:: WHAT IS EXPECTED ::
Every line that contains "warn" must be located and copied from the data.

:: RECORDS ::
------------------------------------

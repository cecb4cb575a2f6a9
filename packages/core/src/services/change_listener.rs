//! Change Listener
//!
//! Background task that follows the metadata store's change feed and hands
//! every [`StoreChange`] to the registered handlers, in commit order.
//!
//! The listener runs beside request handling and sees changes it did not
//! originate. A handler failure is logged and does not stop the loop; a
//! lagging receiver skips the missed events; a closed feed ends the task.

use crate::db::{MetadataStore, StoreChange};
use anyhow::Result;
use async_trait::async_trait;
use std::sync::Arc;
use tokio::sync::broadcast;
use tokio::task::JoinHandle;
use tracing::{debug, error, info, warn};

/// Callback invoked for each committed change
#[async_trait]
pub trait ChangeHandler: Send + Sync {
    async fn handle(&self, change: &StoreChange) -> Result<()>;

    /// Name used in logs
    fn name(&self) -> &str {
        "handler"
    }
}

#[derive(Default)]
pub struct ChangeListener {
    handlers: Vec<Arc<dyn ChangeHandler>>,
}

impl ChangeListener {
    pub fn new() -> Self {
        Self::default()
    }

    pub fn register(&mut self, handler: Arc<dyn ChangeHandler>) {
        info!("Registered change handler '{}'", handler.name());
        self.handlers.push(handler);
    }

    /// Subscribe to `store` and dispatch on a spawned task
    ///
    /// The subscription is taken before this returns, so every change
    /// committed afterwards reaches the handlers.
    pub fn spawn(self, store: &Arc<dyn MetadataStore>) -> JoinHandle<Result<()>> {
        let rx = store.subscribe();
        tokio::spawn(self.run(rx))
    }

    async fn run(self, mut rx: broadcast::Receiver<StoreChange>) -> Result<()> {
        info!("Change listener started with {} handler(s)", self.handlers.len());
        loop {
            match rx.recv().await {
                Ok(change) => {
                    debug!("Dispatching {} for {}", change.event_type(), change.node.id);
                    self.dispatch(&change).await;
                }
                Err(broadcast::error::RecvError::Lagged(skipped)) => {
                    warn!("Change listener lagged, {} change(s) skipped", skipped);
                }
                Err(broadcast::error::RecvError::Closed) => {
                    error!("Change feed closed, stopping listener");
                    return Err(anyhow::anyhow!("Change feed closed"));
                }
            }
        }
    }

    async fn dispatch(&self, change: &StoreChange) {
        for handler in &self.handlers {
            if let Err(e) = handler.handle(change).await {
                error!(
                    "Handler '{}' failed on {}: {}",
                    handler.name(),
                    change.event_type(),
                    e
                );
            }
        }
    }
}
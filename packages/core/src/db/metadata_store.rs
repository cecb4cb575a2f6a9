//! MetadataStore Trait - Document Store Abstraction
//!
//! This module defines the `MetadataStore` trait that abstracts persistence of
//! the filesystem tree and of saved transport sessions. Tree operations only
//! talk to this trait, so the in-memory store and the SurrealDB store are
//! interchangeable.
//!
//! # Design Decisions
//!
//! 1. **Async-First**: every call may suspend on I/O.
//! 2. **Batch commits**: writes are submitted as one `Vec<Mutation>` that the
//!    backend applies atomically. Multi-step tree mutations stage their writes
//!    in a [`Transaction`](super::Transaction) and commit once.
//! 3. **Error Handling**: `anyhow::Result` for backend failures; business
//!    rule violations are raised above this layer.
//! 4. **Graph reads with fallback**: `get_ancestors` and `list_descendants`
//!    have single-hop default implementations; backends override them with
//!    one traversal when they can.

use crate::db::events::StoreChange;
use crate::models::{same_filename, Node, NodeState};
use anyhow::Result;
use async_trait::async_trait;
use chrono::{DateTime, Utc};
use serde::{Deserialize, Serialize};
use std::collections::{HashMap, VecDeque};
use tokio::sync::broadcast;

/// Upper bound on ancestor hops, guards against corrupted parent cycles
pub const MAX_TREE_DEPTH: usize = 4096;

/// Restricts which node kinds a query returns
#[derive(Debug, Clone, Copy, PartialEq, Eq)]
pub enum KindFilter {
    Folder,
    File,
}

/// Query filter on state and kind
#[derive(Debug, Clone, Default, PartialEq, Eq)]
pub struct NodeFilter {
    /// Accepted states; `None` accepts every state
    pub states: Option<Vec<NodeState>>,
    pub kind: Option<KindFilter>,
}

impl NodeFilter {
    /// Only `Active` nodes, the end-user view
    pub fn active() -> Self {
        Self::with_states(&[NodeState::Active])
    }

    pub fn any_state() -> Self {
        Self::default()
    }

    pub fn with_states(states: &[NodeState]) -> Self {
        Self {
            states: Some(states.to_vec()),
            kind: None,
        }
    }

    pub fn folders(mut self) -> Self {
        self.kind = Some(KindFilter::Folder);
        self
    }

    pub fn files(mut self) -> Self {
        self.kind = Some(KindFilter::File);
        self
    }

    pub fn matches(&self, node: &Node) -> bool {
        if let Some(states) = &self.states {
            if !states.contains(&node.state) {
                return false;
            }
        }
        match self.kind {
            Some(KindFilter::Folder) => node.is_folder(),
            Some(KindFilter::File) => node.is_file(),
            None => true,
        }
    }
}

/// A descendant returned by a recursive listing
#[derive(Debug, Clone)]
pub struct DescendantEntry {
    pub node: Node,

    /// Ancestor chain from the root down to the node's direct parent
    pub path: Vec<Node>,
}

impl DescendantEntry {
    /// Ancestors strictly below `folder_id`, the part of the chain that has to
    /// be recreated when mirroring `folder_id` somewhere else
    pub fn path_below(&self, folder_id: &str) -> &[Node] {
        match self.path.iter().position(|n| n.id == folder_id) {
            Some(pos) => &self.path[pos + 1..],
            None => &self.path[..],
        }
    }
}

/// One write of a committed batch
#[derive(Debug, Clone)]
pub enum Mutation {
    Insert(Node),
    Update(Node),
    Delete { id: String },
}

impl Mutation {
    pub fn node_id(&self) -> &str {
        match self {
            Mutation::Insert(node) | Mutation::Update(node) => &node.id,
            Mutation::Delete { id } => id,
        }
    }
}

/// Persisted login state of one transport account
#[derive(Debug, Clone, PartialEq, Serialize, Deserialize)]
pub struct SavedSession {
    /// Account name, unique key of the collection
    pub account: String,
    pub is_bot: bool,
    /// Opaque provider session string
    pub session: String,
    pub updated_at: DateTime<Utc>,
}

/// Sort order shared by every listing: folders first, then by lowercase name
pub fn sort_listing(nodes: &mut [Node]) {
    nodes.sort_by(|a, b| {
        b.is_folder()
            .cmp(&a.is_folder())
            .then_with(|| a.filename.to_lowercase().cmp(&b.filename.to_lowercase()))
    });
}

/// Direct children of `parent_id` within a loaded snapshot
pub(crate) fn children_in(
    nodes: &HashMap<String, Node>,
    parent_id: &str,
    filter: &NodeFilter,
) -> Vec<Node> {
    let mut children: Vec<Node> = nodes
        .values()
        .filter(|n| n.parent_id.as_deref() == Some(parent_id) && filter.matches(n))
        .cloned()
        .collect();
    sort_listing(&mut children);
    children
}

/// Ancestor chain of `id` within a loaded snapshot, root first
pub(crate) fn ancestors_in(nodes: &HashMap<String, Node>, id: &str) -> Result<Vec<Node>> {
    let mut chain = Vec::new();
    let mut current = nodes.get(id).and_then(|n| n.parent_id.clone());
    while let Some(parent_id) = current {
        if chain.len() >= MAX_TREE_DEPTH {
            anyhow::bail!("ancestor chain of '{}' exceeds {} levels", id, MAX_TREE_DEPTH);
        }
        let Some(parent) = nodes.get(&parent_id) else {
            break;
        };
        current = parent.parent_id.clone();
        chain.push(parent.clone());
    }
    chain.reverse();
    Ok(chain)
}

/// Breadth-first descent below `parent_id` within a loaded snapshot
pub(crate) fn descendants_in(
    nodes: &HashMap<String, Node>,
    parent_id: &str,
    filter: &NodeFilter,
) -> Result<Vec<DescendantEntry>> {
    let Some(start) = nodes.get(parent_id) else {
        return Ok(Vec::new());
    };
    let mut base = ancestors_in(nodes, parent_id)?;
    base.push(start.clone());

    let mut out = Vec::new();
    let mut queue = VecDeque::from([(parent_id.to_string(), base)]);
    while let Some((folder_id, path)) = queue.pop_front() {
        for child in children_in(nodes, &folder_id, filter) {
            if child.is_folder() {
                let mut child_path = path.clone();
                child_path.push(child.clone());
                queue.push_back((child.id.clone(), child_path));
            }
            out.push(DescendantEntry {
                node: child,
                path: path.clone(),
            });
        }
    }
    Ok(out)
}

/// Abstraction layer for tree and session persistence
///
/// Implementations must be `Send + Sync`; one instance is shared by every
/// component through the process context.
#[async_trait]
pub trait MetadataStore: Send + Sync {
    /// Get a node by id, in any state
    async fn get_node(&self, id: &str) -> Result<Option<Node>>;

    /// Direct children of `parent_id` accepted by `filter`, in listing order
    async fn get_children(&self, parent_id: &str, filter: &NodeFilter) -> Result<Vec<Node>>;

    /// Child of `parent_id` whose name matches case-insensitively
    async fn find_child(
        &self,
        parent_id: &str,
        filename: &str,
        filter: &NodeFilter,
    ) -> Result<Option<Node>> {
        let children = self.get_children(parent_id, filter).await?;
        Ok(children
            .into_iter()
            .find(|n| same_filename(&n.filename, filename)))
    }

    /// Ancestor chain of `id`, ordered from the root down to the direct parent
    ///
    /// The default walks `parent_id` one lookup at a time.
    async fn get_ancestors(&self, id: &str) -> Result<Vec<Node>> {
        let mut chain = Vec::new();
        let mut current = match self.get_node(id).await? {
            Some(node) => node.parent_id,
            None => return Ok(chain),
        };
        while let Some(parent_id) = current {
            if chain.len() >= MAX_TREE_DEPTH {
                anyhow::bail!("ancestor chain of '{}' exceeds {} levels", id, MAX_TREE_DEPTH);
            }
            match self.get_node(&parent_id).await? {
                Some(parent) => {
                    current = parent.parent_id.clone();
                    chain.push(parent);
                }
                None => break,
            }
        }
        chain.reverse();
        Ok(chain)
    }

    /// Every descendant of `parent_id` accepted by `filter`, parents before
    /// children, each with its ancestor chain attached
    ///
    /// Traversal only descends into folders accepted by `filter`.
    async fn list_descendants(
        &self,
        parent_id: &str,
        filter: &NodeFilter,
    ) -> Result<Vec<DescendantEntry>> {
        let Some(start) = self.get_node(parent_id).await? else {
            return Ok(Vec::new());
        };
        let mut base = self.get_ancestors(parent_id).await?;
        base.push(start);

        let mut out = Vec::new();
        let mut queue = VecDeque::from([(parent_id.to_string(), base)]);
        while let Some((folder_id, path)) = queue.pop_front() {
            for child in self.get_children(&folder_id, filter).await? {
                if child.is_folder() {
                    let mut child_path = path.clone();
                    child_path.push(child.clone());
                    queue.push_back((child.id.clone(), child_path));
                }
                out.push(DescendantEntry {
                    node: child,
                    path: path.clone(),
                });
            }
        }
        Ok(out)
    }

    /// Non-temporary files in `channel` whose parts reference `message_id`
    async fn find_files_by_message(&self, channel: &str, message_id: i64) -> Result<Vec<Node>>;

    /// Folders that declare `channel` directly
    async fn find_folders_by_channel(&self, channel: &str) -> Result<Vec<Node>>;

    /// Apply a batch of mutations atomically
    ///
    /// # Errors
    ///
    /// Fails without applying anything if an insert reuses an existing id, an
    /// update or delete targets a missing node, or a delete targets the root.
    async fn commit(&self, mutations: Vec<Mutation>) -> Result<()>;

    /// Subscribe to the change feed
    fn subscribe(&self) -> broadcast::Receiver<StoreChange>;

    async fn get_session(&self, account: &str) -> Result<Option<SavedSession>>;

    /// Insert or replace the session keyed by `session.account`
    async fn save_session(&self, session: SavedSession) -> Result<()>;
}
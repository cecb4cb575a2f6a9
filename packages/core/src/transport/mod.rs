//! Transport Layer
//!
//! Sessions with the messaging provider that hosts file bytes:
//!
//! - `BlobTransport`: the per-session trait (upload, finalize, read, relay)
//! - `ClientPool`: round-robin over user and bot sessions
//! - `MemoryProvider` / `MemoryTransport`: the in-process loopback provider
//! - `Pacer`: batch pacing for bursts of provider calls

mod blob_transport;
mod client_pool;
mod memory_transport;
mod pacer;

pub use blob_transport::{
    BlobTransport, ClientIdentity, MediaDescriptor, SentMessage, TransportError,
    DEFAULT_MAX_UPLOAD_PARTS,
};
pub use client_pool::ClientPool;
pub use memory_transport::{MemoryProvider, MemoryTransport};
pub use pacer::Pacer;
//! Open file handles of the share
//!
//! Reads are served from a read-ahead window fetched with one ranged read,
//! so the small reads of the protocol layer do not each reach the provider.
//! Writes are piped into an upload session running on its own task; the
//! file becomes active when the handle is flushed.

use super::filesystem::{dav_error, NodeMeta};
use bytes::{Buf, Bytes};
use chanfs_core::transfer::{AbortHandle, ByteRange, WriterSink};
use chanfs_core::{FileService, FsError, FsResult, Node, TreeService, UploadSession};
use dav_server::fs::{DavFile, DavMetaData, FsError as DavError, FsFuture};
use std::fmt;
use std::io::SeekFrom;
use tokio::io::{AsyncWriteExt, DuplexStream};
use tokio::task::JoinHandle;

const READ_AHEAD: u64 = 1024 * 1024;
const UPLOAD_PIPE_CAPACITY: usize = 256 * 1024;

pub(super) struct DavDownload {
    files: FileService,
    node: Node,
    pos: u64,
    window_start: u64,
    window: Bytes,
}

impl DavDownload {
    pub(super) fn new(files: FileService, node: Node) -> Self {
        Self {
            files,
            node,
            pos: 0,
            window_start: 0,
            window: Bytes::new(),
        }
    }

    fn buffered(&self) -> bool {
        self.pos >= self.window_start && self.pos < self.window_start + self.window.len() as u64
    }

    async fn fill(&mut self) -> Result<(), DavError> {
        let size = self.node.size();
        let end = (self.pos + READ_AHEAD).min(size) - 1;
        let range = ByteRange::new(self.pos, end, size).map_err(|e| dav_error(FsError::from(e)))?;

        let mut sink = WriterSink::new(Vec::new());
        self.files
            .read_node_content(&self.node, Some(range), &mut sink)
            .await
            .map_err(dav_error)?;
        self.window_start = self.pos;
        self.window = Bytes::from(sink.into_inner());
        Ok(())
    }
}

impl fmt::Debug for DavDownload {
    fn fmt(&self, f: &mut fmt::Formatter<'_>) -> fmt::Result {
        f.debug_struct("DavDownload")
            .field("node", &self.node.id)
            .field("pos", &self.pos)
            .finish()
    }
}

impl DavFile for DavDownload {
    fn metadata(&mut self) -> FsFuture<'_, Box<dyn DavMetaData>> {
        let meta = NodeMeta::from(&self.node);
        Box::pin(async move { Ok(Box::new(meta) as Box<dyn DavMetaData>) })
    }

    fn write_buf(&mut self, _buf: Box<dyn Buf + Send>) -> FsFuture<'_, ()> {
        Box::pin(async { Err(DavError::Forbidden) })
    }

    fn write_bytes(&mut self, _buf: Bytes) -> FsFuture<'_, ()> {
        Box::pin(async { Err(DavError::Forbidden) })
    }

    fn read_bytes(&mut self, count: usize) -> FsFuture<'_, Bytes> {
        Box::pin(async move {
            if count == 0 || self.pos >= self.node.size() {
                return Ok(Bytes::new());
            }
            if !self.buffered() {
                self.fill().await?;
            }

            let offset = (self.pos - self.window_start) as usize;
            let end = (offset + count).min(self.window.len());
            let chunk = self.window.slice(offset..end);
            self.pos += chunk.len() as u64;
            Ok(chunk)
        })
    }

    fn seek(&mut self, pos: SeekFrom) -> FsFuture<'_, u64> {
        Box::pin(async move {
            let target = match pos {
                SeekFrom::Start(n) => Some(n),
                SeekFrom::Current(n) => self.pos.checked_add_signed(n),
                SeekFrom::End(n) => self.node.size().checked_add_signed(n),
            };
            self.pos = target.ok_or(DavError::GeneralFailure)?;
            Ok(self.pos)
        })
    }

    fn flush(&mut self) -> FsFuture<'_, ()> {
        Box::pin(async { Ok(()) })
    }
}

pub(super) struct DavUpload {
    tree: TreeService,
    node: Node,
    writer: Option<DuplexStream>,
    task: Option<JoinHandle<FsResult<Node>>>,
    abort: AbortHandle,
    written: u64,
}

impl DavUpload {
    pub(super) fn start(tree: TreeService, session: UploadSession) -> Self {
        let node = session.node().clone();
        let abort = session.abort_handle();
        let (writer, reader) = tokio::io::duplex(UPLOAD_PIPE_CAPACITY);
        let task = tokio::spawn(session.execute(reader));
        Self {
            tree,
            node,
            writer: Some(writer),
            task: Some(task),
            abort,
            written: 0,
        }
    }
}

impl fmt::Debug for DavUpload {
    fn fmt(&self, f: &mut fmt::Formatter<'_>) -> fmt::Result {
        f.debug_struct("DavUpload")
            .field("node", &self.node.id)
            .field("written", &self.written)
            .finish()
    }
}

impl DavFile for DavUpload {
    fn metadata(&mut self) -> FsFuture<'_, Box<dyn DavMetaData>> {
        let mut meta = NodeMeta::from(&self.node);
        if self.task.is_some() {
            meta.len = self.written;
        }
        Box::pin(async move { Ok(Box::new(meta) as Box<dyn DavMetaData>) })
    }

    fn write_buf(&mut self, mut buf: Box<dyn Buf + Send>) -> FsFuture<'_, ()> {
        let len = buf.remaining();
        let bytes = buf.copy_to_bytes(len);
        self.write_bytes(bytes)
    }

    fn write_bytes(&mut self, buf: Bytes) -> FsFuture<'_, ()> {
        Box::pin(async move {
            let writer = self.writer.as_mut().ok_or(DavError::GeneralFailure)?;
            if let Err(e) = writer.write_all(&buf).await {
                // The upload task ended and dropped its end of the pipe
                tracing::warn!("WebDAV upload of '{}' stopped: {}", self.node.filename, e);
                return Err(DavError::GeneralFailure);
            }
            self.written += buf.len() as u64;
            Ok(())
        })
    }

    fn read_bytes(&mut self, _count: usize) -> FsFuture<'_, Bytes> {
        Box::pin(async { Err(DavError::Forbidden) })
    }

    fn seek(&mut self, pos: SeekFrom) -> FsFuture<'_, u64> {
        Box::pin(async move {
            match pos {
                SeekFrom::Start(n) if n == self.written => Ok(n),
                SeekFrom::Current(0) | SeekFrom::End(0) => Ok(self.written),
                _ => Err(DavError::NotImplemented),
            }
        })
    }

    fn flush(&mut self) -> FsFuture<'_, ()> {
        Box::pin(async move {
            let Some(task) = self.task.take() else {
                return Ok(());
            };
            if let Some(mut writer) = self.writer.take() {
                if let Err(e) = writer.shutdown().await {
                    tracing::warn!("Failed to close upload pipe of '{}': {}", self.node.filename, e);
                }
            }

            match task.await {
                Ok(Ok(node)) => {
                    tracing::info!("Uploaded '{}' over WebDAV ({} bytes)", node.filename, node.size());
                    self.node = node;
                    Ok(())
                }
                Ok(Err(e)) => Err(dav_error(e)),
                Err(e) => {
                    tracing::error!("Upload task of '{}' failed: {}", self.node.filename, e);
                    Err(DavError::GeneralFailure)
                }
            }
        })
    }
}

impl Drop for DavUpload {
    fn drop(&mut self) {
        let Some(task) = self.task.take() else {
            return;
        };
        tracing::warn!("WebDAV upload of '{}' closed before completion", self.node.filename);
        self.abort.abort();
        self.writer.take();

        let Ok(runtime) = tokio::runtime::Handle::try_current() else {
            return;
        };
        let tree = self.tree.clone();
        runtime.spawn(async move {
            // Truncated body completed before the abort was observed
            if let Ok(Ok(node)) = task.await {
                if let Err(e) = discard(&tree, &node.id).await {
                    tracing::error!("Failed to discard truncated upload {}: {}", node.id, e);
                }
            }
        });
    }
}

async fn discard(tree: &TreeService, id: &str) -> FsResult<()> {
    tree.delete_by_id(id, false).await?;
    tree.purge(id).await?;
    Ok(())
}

------------------------------------

:: SOLUTION TO THE PROBLEM ::
use tracing::{debug, error, info, warn};
                    warn!("Change listener lagged, {} change(s) skipped", skipped);
                tracing::warn!("WebDAV upload of '{}' stopped: {}", self.node.filename, e);
                    tracing::warn!("Failed to close upload pipe of '{}': {}", self.node.filename, e);
        tracing::warn!("WebDAV upload of '{}' closed before completion", self.node.filename);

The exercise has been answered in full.